Our models provided estimates of cumulative live birth rate based on demographic and reproductive characteristics to help inform patients and providers of a woman's probability of success after in vitro fertilization.
随着美国体外受精的使用不断增加,对于权衡治疗选择的患者和临床医生来说,能够预测多次取卵和胚胎移植(新鲜和冷冻)后累积活产率的最新模型非常有价值。
本研究旨在建立模型,根据人口统计学和生殖特征,为考虑接受体外受精的个体生成活产预测概率。
本基于人群的队列研究使用了 2016 年至 2018 年国家辅助生殖技术监测系统的数据,包括 196916 名接受了 207766 次自体胚胎移植周期和 25831 名接受了 36909 次供卵胚胎移植周期的女性。我们使用自体体外受精周期的数据,为新患者和复诊患者建立了模型,以估计在取卵后 1、2 和 3 个卵母细胞后的 12 个月内所有胚胎移植(新鲜和冷冻)后患者的累积活产率。
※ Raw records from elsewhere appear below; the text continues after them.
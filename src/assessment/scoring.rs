//! Suitability scoring
//!
//! Wind speed carries 70% of the score and elevation 30%. Each contribution
//! saturates at its cap and never goes below zero.

use serde::{Deserialize, Serialize};
use std::fmt;

/// Wind speed (m/s) at which the wind contribution saturates
pub const WIND_SATURATION_MS: f64 = 10.0;
/// Elevation (m) at which the elevation contribution saturates
pub const ELEVATION_SATURATION_M: f64 = 500.0;
/// Maximum points contributed by wind speed
pub const WIND_WEIGHT: f64 = 70.0;
/// Maximum points contributed by elevation
pub const ELEVATION_WEIGHT: f64 = 30.0;

/// Composite suitability score in `0..=100`
#[derive(Debug, Clone, Copy, PartialEq, Eq, PartialOrd, Ord, Hash, Serialize, Deserialize)]
#[serde(transparent)]
pub struct SuitabilityScore(u8);

impl SuitabilityScore {
    pub const MAX: u8 = 100;

    /// Wrap a raw value, clamping it into `0..=100`
    #[must_use]
    pub fn new(value: u8) -> Self {
        Self(value.min(Self::MAX))
    }

    #[must_use]
    pub fn value(self) -> u8 {
        self.0
    }
}

impl fmt::Display for SuitabilityScore {
    fn fmt(&self, f: &mut fmt::Formatter<'_>) -> fmt::Result {
        write!(f, "{} / {}", self.0, Self::MAX)
    }
}

/// Score a site from its wind speed and elevation.
///
/// `round(min(wind / 10, 1) * 70 + min(elevation / 500, 1) * 30)`, with both
/// contributions clamped to at least zero. Non-finite inputs contribute nothing.
#[must_use]
pub fn score(wind_speed: f64, elevation: f64) -> SuitabilityScore {
    let wind = contribution(wind_speed, WIND_SATURATION_MS, WIND_WEIGHT);
    let elev = contribution(elevation, ELEVATION_SATURATION_M, ELEVATION_WEIGHT);

    let total = (wind + elev).round().clamp(0.0, f64::from(SuitabilityScore::MAX));
    SuitabilityScore::new(total as u8)
}

fn contribution(value: f64, saturation: f64, weight: f64) -> f64 {
    if !value.is_finite() {
        return 0.0;
    }
    (value / saturation).clamp(0.0, 1.0) * weight
}

#[cfg(test)]
mod tests {
    use super::*;
    use rstest::rstest;

    #[rstest]
    #[case(8.0, 250.0, 71)]
    #[case(0.0, 0.0, 0)]
    #[case(12.0, 600.0, 100)]
    #[case(10.0, 500.0, 100)]
    #[case(5.0, 0.0, 35)]
    #[case(0.0, 500.0, 30)]
    #[case(10.0, 0.0, 70)]
    #[case(3.3, 120.0, 30)]
    fn test_reference_scores(#[case] wind: f64, #[case] elev: f64, #[case] expected: u8) {
        assert_eq!(score(wind, elev).value(), expected);
    }

    #[test]
    fn test_saturated_inputs_score_100() {
        for wind in [10.0, 10.5, 15.0, 40.0, 1e6] {
            for elev in [500.0, 501.0, 1500.0, 8848.0] {
                assert_eq!(score(wind, elev).value(), 100, "wind={wind} elev={elev}");
            }
        }
    }

    #[test]
    fn test_linear_region_matches_closed_form() {
        for wind_tenths in 0..=100 {
            for elev in (0..=500).step_by(25) {
                let wind = f64::from(wind_tenths) / 10.0;
                let elev = f64::from(elev);
                let raw = wind * 7.0 + elev * 0.06;
                // ties can land either side depending on float error
                if (raw.fract() - 0.5).abs() < 1e-9 {
                    continue;
                }
                let expected = raw.round() as u8;
                assert_eq!(score(wind, elev).value(), expected, "wind={wind} elev={elev}");
            }
        }
    }

    #[test]
    fn test_monotonic_in_each_input() {
        let mut previous = score(0.0, 250.0);
        for step in 1..=120 {
            let current = score(f64::from(step) * 0.1, 250.0);
            assert!(current >= previous);
            previous = current;
        }

        let mut previous = score(6.0, 0.0);
        for elev in (10..=700).step_by(10) {
            let current = score(6.0, f64::from(elev));
            assert!(current >= previous);
            previous = current;
        }
    }

    #[rstest]
    #[case(-1.0)]
    #[case(-28.0)]
    #[case(-430.0)]
    fn test_negative_elevation_contributes_zero(#[case] elevation: f64) {
        assert_eq!(score(8.0, elevation), score(8.0, 0.0));
        assert_eq!(score(0.0, elevation).value(), 0);
    }

    #[test]
    fn test_non_finite_inputs_do_not_panic() {
        assert_eq!(score(f64::NAN, 250.0).value(), 15);
        assert_eq!(score(5.0, f64::INFINITY).value(), 35);
    }

    #[test]
    fn test_score_display() {
        assert_eq!(score(8.0, 250.0).to_string(), "71 / 100");
    }

    #[test]
    fn test_new_clamps() {
        assert_eq!(SuitabilityScore::new(250).value(), 100);
    }
}
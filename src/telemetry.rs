//! Tracing subscriber setup

use anyhow::{Result, anyhow};
use tracing_subscriber::{EnvFilter, fmt, prelude::*};

use crate::config::LoggingConfig;

/// Install the global subscriber.
///
/// `RUST_LOG` takes precedence over the configured level; `verbose` forces
/// debug output for this crate.
pub fn init(config: &LoggingConfig, verbose: bool) -> Result<()> {
    let filter = EnvFilter::try_from_default_env()
        .or_else(|_| EnvFilter::try_new(default_directive(config, verbose)))?;

    let registry = tracing_subscriber::registry().with(filter);

    let result = if config.format == "json" {
        registry.with(fmt::layer().json()).try_init()
    } else {
        registry.with(fmt::layer().with_target(false)).try_init()
    };

    result.map_err(|e| anyhow!("Failed to initialize tracing: {e}"))
}

fn default_directive(config: &LoggingConfig, verbose: bool) -> String {
    let level = if verbose { "debug" } else { config.level.as_str() };
    format!("windsite={level},tower_http={level},warn")
}

#[cfg(test)]
mod tests {
    use super::*;

    #[test]
    fn test_default_directive() {
        let config = LoggingConfig::default();
        assert_eq!(
            default_directive(&config, false),
            "windsite=info,tower_http=info,warn"
        );
        assert!(default_directive(&config, true).starts_with("windsite=debug"));
    }
}
//! `WindSite` - Wind energy site suitability assessment
//!
//! This library scores a site from its wind speed and elevation, classifies
//! the score into a rating, validates the directional wind-frequency profile
//! and assembles everything into a report for display and export.

pub mod api;
pub mod assessment;
pub mod config;
pub mod error;
pub mod export;
pub mod models;
pub mod presentation;
pub mod source;
pub mod telemetry;
pub mod web;

// Re-export core types for public API
pub use assessment::{
    AssessmentOutcome, AssessmentReport, AssessmentService, DirectionalProfile, Rating,
    SuitabilityScore,
};
pub use config::WindSiteConfig;
pub use error::WindSiteError;
pub use models::{Coordinates, ExampleLocation, SiteMeasurement};
pub use source::{MeasurementSource, OpenMeteoSource};

/// Library version
pub const VERSION: &str = env!("CARGO_PKG_VERSION");

/// Core result type used throughout the library
pub type Result<T> = std::result::Result<T, WindSiteError>;
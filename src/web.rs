//! HTTP server assembly
//!
//! The server is a single-user tool: every client shares one
//! [`AssessmentService`] and therefore one session. A request from any client
//! supersedes requests still in flight from the others, and the current report
//! belongs to whoever asked last.

use std::sync::Arc;
use std::time::Duration;

use anyhow::{Context, Result};
use axum::Router;
use axum::http::StatusCode;
use tower_http::cors::{Any, CorsLayer};
use tower_http::services::ServeDir;
use tower_http::timeout::TimeoutLayer;

use crate::api::{self, AppState};
use crate::assessment::AssessmentService;
use crate::config::WindSiteConfig;
use crate::source::OpenMeteoSource;

/// Build the full application: JSON API under `/api`, static frontend elsewhere
pub fn app(state: AppState, static_dir: &str, request_timeout: Duration) -> Router {
    let cors = CorsLayer::new()
        .allow_origin(Any)
        .allow_methods(Any)
        .allow_headers(Any);

    Router::new()
        .nest("/api", api::router(state))
        .fallback_service(ServeDir::new(static_dir))
        .layer(TimeoutLayer::with_status_code(
            StatusCode::REQUEST_TIMEOUT,
            request_timeout,
        ))
        .layer(cors)
}

pub async fn run(config: &WindSiteConfig, port: u16) -> Result<()> {
    let source = OpenMeteoSource::new(&config.source)?;
    let state = AppState {
        service: Arc::new(AssessmentService::new(Arc::new(source))),
        examples: Arc::new(config.examples.clone()),
    };

    // leave room for the upstream fetch to time out on its own first
    let request_timeout = Duration::from_secs(u64::from(config.source.timeout_seconds) + 5);
    let app = app(state, &config.server.static_dir, request_timeout);

    let addr = format!("0.0.0.0:{port}");
    let listener = tokio::net::TcpListener::bind(&addr)
        .await
        .with_context(|| format!("Failed to bind {addr}"))?;
    tracing::info!("Web server running at http://localhost:{}", port);
    axum::serve(listener, app).await.context("Web server failed")?;
    Ok(())
}
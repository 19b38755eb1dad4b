//! Configuration management for the `WindSite` application
//!
//! Handles loading configuration from files, environment variables,
//! and provides validation for all configuration settings.

use crate::WindSiteError;
use crate::models::{ExampleLocation, default_example_locations};
use anyhow::{Context, Result};
use config::{Config, Environment, File};
use serde::{Deserialize, Serialize};
use std::path::PathBuf;

/// Root configuration structure for the `WindSite` application
#[derive(Debug, Clone, Serialize, Deserialize)]
pub struct WindSiteConfig {
    /// Measurement source configuration
    #[serde(default)]
    pub source: SourceConfig,
    /// HTTP server configuration
    #[serde(default)]
    pub server: ServerConfig,
    /// Logging configuration
    #[serde(default)]
    pub logging: LoggingConfig,
    /// Example locations offered to pre-fill a request
    #[serde(default = "default_example_locations")]
    pub examples: Vec<ExampleLocation>,
}

/// Measurement source settings
#[derive(Debug, Clone, Serialize, Deserialize)]
pub struct SourceConfig {
    /// Base URL of the Open-Meteo API
    #[serde(default = "default_source_base_url")]
    pub base_url: String,
    /// Request timeout in seconds
    #[serde(default = "default_source_timeout")]
    pub timeout_seconds: u32,
    /// Fill in simulated directional frequencies, as Open-Meteo has none
    #[serde(default = "default_simulate_directions")]
    pub simulate_directions: bool,
}

/// HTTP server settings
#[derive(Debug, Clone, Serialize, Deserialize)]
pub struct ServerConfig {
    /// Port to listen on
    #[serde(default = "default_server_port")]
    pub port: u16,
    /// Directory with the static frontend
    #[serde(default = "default_static_dir")]
    pub static_dir: String,
}

/// Logging configuration settings
#[derive(Debug, Clone, Serialize, Deserialize)]
pub struct LoggingConfig {
    /// Log level (error, warn, info, debug, trace)
    #[serde(default = "default_log_level")]
    pub level: String,
    /// Log format (pretty or json)
    #[serde(default = "default_log_format")]
    pub format: String,
}

// Default value functions
fn default_source_base_url() -> String {
    "https://api.open-meteo.com/v1".to_string()
}

fn default_source_timeout() -> u32 {
    30
}

fn default_simulate_directions() -> bool {
    true
}

fn default_server_port() -> u16 {
    5001
}

fn default_static_dir() -> String {
    "frontend/dist".to_string()
}

fn default_log_level() -> String {
    "info".to_string()
}

fn default_log_format() -> String {
    "pretty".to_string()
}

impl Default for SourceConfig {
    fn default() -> Self {
        Self {
            base_url: default_source_base_url(),
            timeout_seconds: default_source_timeout(),
            simulate_directions: default_simulate_directions(),
        }
    }
}

impl Default for ServerConfig {
    fn default() -> Self {
        Self {
            port: default_server_port(),
            static_dir: default_static_dir(),
        }
    }
}

impl Default for LoggingConfig {
    fn default() -> Self {
        Self {
            level: default_log_level(),
            format: default_log_format(),
        }
    }
}

impl Default for WindSiteConfig {
    fn default() -> Self {
        Self {
            source: SourceConfig::default(),
            server: ServerConfig::default(),
            logging: LoggingConfig::default(),
            examples: default_example_locations(),
        }
    }
}

impl WindSiteConfig {
    /// Load configuration from the given file, or the user config file when
    /// `None`, then apply `WINDSITE_` environment overrides
    pub fn load_from_path(config_path: Option<PathBuf>) -> Result<Self> {
        let mut builder = Config::builder();

        let config_file = config_path.unwrap_or_else(|| {
            Self::get_config_path().unwrap_or_else(|| PathBuf::from("config.toml"))
        });

        if config_file.exists() {
            builder = builder.add_source(
                File::from(config_file.clone())
                    .required(false)
                    .format(config::FileFormat::Toml),
            );
        }

        // Environment overrides, e.g. WINDSITE_SERVER__PORT=8080
        builder = builder.add_source(
            Environment::with_prefix("WINDSITE")
                .prefix_separator("_")
                .separator("__")
                .try_parsing(true),
        );

        let settings = builder
            .build()
            .with_context(|| "Failed to build configuration")?;

        let mut config: WindSiteConfig = settings
            .try_deserialize()
            .with_context(|| "Failed to deserialize configuration")?;

        config.apply_defaults();
        config.validate()?;

        Ok(config)
    }

    /// Get the default configuration file path
    #[must_use]
    pub fn get_config_path() -> Option<PathBuf> {
        dirs::config_dir().map(|dir| dir.join("windsite").join("config.toml"))
    }

    /// Apply default values to empty configuration fields
    pub fn apply_defaults(&mut self) {
        if self.source.base_url.is_empty() {
            self.source.base_url = default_source_base_url();
        }
        if self.source.timeout_seconds == 0 {
            self.source.timeout_seconds = default_source_timeout();
        }
        if self.server.static_dir.is_empty() {
            self.server.static_dir = default_static_dir();
        }
        if self.logging.level.is_empty() {
            self.logging.level = default_log_level();
        }
        if self.logging.format.is_empty() {
            self.logging.format = default_log_format();
        }
    }

    /// Validate all configuration settings
    pub fn validate(&self) -> Result<()> {
        self.validate_numeric_ranges()?;
        self.validate_string_values()?;
        self.validate_examples()?;
        Ok(())
    }

    fn validate_numeric_ranges(&self) -> Result<()> {
        if self.source.timeout_seconds > 300 {
            return Err(
                WindSiteError::config("Measurement source timeout cannot exceed 300 seconds")
                    .into(),
            );
        }

        if self.server.port == 0 {
            return Err(WindSiteError::config("Server port cannot be 0").into());
        }

        Ok(())
    }

    fn validate_string_values(&self) -> Result<()> {
        let valid_log_levels = ["error", "warn", "info", "debug", "trace"];
        if !valid_log_levels.contains(&self.logging.level.as_str()) {
            return Err(WindSiteError::config(format!(
                "Invalid log level '{}'. Must be one of: {}",
                self.logging.level,
                valid_log_levels.join(", ")
            ))
            .into());
        }

        let valid_log_formats = ["pretty", "json"];
        if !valid_log_formats.contains(&self.logging.format.as_str()) {
            return Err(WindSiteError::config(format!(
                "Invalid log format '{}'. Must be one of: {}",
                self.logging.format,
                valid_log_formats.join(", ")
            ))
            .into());
        }

        if !self.source.base_url.starts_with("http://")
            && !self.source.base_url.starts_with("https://")
        {
            return Err(WindSiteError::config(
                "Measurement source base URL must be a valid HTTP or HTTPS URL",
            )
            .into());
        }

        Ok(())
    }

    fn validate_examples(&self) -> Result<()> {
        for example in &self.examples {
            example.coordinates().with_context(|| {
                format!("Example location '{}' has invalid coordinates", example.name)
            })?;
        }
        Ok(())
    }
}
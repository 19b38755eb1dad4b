//! Open-Meteo measurement source
//!
//! Wind speed comes from the first hourly value of the forecast endpoint and
//! elevation from the elevation endpoint. Open-Meteo has no directional
//! frequency data, so it is either simulated or left out.

use std::time::{Duration, Instant};

use anyhow::Context;
use async_trait::async_trait;
use rand::RngExt;
use reqwest::Client;
use serde::Deserialize;
use serde_json::{Value, json};
use tracing::{debug, info, instrument, warn};

use super::MeasurementSource;
use crate::assessment::directional::SECTOR_COUNT;
use crate::config::SourceConfig;
use crate::models::Coordinates;
use crate::{Result, WindSiteError};

/// Range simulated sector frequencies are drawn from, in percent
const SIMULATED_FREQUENCY_RANGE: std::ops::Range<f64> = 5.0..20.0;

pub struct OpenMeteoSource {
    client: Client,
    base_url: String,
    simulate_directions: bool,
}

impl OpenMeteoSource {
    pub fn new(config: &SourceConfig) -> anyhow::Result<Self> {
        let client = Client::builder()
            .timeout(Duration::from_secs(config.timeout_seconds.into()))
            .user_agent(concat!("WindSite/", env!("CARGO_PKG_VERSION")))
            .build()
            .context("Failed to create HTTP client")?;

        Ok(Self {
            client,
            base_url: config.base_url.trim_end_matches('/').to_string(),
            simulate_directions: config.simulate_directions,
        })
    }

    fn forecast_url(&self, coordinates: Coordinates) -> String {
        format!(
            "{}/forecast?latitude={}&longitude={}&hourly=wind_speed_10m&wind_speed_unit=ms",
            self.base_url, coordinates.latitude, coordinates.longitude
        )
    }

    fn elevation_url(&self, coordinates: Coordinates) -> String {
        format!(
            "{}/elevation?latitude={}&longitude={}",
            self.base_url, coordinates.latitude, coordinates.longitude
        )
    }

    async fn get_json<T: serde::de::DeserializeOwned>(&self, url: &str) -> Result<T> {
        debug!("Open-Meteo request URL: {}", url);
        let response = self.client.get(url).send().await?;
        let status = response.status();
        if !status.is_success() {
            return Err(WindSiteError::fetch(format!(
                "Open-Meteo answered with status {status}"
            )));
        }
        Ok(response.json::<T>().await?)
    }

    async fn wind_speed(&self, coordinates: Coordinates) -> Result<Option<f64>> {
        let forecast: ForecastResponse = self.get_json(&self.forecast_url(coordinates)).await?;
        Ok(forecast.first_wind_speed())
    }

    async fn elevation(&self, coordinates: Coordinates) -> Result<Option<f64>> {
        let elevation: ElevationResponse =
            self.get_json(&self.elevation_url(coordinates)).await?;
        Ok(elevation.elevation.first().copied())
    }
}

#[async_trait]
impl MeasurementSource for OpenMeteoSource {
    #[instrument(skip(self), fields(lat = coordinates.latitude, lon = coordinates.longitude))]
    async fn fetch(&self, coordinates: Coordinates) -> Result<Value> {
        let start_time = Instant::now();

        let (wind_speed, elevation) =
            futures::try_join!(self.wind_speed(coordinates), self.elevation(coordinates))?;

        let direction_data = self.simulate_directions.then(simulated_direction_frequencies);

        let total_duration = start_time.elapsed();
        info!(
            "Retrieved site measurements in {:.3}s",
            total_duration.as_secs_f64()
        );
        if total_duration.as_secs() > 5 {
            warn!(
                "Slow Open-Meteo response detected: {:.3}s",
                total_duration.as_secs_f64()
            );
        }

        Ok(json!({
            "wind_speed": wind_speed,
            "elevation": elevation,
            "directionData": direction_data,
        }))
    }
}

/// Eight sector frequencies drawn uniformly from 5% to 20%, two decimals
fn simulated_direction_frequencies() -> Vec<f64> {
    let mut rng = rand::rng();
    (0..SECTOR_COUNT)
        .map(|_| {
            let value: f64 = rng.random_range(SIMULATED_FREQUENCY_RANGE);
            (value * 100.0).round() / 100.0
        })
        .collect()
}

#[derive(Debug, Deserialize)]
struct ForecastResponse {
    hourly: Option<HourlyData>,
}

#[derive(Debug, Deserialize)]
struct HourlyData {
    #[serde(rename = "wind_speed_10m")]
    wind_speed: Option<Vec<Option<f64>>>,
}

impl ForecastResponse {
    fn first_wind_speed(&self) -> Option<f64> {
        self.hourly
            .as_ref()
            .and_then(|hourly| hourly.wind_speed.as_ref())
            .and_then(|speeds| speeds.first().copied().flatten())
    }
}

#[derive(Debug, Deserialize)]
struct ElevationResponse {
    #[serde(default)]
    elevation: Vec<f64>,
}

#[cfg(test)]
mod tests {
    use super::*;

    fn source(simulate_directions: bool) -> OpenMeteoSource {
        OpenMeteoSource::new(&SourceConfig {
            base_url: "https://api.open-meteo.com/v1/".to_string(),
            timeout_seconds: 10,
            simulate_directions,
        })
        .unwrap()
    }

    #[test]
    fn test_urls() {
        let source = source(true);
        let coords = Coordinates::new(35.1015, -118.4012).unwrap();
        assert_eq!(
            source.forecast_url(coords),
            "https://api.open-meteo.com/v1/forecast?latitude=35.1015&longitude=-118.4012&hourly=wind_speed_10m&wind_speed_unit=ms"
        );
        assert_eq!(
            source.elevation_url(coords),
            "https://api.open-meteo.com/v1/elevation?latitude=35.1015&longitude=-118.4012"
        );
    }

    #[test]
    fn test_simulated_frequencies() {
        let values = simulated_direction_frequencies();
        assert_eq!(values.len(), SECTOR_COUNT);
        for value in values {
            assert!((5.0..=20.0).contains(&value));
            assert_eq!((value * 100.0).round() / 100.0, value);
        }
    }

    #[test]
    fn test_parse_forecast_response() {
        let body = r#"{
            "latitude": 35.1,
            "longitude": -118.4,
            "hourly": {
                "time": ["2026-10-18T00:00", "2026-10-18T01:00"],
                "wind_speed_10m": [6.4, 7.1]
            }
        }"#;
        let forecast: ForecastResponse = serde_json::from_str(body).unwrap();
        assert_eq!(forecast.first_wind_speed(), Some(6.4));
    }

    #[test]
    fn test_parse_forecast_with_null_first_value() {
        let body = r#"{ "hourly": { "wind_speed_10m": [null, 7.1] } }"#;
        let forecast: ForecastResponse = serde_json::from_str(body).unwrap();
        assert_eq!(forecast.first_wind_speed(), None);
    }

    #[test]
    fn test_parse_elevation_response() {
        let elevation: ElevationResponse =
            serde_json::from_str(r#"{ "elevation": [1213.0] }"#).unwrap();
        assert_eq!(elevation.elevation.first().copied(), Some(1213.0));
    }
}
//! Site assessment engine
//!
//! - Intake: validates raw measurement payloads
//! - Scoring: composite suitability score from wind speed and elevation
//! - Rating: score bands
//! - Directional: eight-sector wind frequency profile
//! - Report: the assembled, immutable assessment report
//! - Session and service: request ordering around the current report

pub mod directional;
pub mod intake;
pub mod rating;
pub mod report;
pub mod scoring;
pub mod service;
pub mod session;

pub use directional::{CompassSector, DirectionalProfile, SectorFrequency};
pub use intake::intake;
pub use rating::Rating;
pub use report::{AssessmentReport, assess};
pub use scoring::{SuitabilityScore, score};
pub use service::{AssessmentOutcome, AssessmentService};
pub use session::{AssessmentSession, Completion, RequestToken};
在使用供卵的患者中,我们估计了她们首次、第二次和第三次胚胎移植后的累积活产率。采用多分类逻辑回归模型调整年龄、孕前体重指数(缺失值的 18% 进行了推断)、产次、孕次和不孕诊断,以估计累积活产率。
在接受自体体外受精的新患者和复诊患者中,女性年龄与累积活产率的关联最强。与较高的累积活产率相关的其他因素包括较低的体重指数和产次或孕次≥1,尽管结果不一致。卵巢储备功能减退、子宫因素和其他原因的不孕诊断与较低的累积活产率相关,而男性因素、输卵管因素、排卵障碍和不明原因的不孕与较高的累积活产率相关。根据我们的模型,一位 35 岁、体重指数为 25kg/m、无既往妊娠且诊断为不明原因不孕的新患者,在第一次、第二次和第三次取卵后,其累积活产率分别为 48%、69%和 80%。如果患者患有卵巢储备功能减退症,其累积活产率分别为 29%、48%和 62%;如果患者为 40 岁(伴有不明原因不孕),其累积活产率分别为 25%、41%和 52%。供卵患者中,很少有受体特征与累积活产率相关。
我们的模型根据人口统计学和生殖特征提供了累积活产率的估计值,以帮助患者和提供者了解女性在体外受精后的成功概率。